Which lines of the data contain the string "regions"? Copy every one.
[Opening DATA EXCERPTS section]
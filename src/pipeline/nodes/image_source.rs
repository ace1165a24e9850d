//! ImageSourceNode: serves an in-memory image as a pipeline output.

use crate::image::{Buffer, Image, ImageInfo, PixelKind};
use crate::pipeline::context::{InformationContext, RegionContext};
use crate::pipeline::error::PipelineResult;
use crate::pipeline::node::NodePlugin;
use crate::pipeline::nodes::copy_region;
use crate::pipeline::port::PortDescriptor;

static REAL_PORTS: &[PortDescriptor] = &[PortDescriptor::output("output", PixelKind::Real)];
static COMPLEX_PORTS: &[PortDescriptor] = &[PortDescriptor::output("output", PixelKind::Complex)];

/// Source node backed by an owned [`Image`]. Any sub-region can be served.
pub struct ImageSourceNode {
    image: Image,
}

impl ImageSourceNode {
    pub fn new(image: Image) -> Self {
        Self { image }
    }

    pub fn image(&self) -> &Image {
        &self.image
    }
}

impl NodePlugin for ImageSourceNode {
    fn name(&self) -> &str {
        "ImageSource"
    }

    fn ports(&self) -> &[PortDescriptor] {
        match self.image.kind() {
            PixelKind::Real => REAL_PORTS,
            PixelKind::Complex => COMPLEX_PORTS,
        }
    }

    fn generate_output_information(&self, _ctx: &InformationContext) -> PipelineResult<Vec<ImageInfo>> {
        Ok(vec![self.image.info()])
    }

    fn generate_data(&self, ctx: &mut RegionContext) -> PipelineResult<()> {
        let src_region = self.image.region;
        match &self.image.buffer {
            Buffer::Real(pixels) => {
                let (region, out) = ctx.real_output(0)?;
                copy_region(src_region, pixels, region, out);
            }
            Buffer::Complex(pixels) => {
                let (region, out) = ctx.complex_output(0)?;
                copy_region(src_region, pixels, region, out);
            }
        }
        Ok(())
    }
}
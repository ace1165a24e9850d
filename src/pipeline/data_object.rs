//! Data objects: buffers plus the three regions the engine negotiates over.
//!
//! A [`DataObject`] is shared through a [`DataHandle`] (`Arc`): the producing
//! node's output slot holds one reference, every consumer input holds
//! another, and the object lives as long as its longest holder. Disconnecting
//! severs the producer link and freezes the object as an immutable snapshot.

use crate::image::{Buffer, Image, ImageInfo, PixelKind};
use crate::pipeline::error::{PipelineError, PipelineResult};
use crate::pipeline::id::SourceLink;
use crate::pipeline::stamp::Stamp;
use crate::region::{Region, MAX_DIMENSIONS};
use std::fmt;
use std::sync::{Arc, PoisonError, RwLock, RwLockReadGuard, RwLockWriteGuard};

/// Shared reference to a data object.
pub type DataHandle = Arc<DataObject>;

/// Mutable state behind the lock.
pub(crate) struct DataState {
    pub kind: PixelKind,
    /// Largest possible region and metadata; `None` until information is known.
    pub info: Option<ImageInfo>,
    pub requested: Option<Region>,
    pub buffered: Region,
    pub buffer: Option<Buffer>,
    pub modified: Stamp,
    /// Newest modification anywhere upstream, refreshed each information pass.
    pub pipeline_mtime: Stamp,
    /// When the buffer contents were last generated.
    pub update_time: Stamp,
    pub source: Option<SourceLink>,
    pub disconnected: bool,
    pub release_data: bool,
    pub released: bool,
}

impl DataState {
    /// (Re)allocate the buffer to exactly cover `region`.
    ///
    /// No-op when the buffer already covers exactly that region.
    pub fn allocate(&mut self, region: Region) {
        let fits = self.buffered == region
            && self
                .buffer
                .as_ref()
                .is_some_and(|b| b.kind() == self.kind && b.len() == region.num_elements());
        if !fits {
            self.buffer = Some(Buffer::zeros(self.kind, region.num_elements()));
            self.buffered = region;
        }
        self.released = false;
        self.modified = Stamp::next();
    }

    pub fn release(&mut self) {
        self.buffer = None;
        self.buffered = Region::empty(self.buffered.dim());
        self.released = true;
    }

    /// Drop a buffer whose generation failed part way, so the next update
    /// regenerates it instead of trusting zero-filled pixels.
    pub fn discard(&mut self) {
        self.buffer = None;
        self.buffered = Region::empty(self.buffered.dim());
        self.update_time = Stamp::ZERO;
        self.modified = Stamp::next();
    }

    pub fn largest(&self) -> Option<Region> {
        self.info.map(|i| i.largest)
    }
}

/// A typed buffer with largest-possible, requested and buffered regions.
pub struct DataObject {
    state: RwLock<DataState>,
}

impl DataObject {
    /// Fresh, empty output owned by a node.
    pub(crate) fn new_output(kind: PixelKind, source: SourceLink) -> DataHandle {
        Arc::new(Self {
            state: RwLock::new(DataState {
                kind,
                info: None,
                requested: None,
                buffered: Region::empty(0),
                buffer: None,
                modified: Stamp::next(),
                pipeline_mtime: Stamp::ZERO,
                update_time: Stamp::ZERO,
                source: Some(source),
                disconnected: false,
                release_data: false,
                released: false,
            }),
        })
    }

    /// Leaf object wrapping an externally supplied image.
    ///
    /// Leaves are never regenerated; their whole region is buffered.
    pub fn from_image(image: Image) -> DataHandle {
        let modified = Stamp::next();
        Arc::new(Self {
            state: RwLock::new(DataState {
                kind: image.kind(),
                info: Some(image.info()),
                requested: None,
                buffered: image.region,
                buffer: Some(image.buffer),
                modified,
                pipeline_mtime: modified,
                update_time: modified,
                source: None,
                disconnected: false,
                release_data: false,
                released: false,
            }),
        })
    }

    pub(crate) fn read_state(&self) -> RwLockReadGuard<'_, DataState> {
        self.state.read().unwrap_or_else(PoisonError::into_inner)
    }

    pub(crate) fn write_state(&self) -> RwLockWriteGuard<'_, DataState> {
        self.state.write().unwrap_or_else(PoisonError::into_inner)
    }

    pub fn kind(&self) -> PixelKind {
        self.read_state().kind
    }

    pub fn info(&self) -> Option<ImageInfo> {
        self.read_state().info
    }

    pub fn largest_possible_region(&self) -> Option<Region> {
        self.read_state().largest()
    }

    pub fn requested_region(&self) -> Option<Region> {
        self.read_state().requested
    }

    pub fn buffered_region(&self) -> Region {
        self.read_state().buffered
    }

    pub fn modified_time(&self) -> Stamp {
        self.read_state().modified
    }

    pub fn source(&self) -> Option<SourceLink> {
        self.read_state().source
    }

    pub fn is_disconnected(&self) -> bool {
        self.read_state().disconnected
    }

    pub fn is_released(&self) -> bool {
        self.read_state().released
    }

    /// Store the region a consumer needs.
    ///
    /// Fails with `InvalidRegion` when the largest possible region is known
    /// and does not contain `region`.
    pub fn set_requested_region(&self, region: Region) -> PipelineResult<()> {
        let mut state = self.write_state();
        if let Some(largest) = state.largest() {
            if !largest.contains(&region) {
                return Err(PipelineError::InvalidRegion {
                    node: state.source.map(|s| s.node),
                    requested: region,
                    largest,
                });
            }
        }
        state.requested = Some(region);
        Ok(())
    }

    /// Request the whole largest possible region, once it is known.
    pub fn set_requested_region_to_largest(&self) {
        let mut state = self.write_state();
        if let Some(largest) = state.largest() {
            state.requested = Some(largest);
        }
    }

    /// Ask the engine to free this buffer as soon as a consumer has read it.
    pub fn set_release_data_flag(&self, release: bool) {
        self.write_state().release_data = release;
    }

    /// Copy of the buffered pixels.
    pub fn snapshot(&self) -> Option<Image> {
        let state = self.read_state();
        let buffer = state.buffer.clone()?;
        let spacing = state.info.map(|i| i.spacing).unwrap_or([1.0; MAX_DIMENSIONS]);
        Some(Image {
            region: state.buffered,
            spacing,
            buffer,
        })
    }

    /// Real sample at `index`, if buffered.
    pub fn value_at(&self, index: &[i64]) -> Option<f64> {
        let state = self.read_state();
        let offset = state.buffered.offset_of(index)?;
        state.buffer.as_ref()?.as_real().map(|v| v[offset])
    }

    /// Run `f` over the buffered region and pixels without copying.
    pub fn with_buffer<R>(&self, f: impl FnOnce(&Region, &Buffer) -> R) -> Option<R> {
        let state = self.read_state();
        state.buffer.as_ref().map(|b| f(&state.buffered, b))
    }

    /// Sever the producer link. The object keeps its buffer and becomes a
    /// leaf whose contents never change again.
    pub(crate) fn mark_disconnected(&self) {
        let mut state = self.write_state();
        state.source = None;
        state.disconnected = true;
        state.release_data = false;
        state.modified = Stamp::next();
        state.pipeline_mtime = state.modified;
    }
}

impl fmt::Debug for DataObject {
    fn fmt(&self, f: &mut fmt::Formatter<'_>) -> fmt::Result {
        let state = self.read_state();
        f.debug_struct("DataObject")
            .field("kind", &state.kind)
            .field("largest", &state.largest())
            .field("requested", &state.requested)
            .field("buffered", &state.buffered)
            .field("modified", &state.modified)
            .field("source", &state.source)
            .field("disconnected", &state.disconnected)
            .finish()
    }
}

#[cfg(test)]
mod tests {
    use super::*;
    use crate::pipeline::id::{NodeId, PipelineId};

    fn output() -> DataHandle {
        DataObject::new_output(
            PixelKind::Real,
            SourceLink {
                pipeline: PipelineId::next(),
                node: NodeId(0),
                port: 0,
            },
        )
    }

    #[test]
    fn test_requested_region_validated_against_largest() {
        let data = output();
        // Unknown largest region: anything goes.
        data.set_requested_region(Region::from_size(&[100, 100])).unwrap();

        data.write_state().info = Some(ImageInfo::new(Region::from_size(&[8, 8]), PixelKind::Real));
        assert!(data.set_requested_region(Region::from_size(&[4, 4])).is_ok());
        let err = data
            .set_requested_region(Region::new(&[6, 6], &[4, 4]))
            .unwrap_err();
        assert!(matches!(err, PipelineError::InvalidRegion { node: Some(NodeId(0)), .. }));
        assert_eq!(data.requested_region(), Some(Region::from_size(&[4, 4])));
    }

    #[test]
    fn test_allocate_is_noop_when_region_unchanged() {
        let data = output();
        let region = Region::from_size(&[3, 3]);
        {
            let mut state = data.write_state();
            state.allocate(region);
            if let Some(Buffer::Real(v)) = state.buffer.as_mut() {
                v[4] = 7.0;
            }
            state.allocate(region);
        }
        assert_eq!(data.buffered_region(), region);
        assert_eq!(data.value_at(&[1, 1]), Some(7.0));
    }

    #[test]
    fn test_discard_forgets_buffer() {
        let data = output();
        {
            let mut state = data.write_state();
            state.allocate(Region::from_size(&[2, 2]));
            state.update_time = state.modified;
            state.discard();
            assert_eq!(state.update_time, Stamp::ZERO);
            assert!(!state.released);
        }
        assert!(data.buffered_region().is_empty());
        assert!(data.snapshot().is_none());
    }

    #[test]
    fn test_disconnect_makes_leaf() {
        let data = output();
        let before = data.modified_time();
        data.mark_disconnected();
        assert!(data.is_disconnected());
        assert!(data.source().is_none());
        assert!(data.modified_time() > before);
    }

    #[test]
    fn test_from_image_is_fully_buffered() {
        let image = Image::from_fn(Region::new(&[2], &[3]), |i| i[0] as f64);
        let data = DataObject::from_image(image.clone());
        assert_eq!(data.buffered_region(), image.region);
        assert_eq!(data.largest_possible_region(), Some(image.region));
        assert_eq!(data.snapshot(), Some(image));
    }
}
[Closing DATA EXCERPTS section]
• [REPLY TO THE TASK]
//! Data objects: buffers plus the three regions the engine negotiates over.
/// A typed buffer with largest-possible, requested and buffered regions.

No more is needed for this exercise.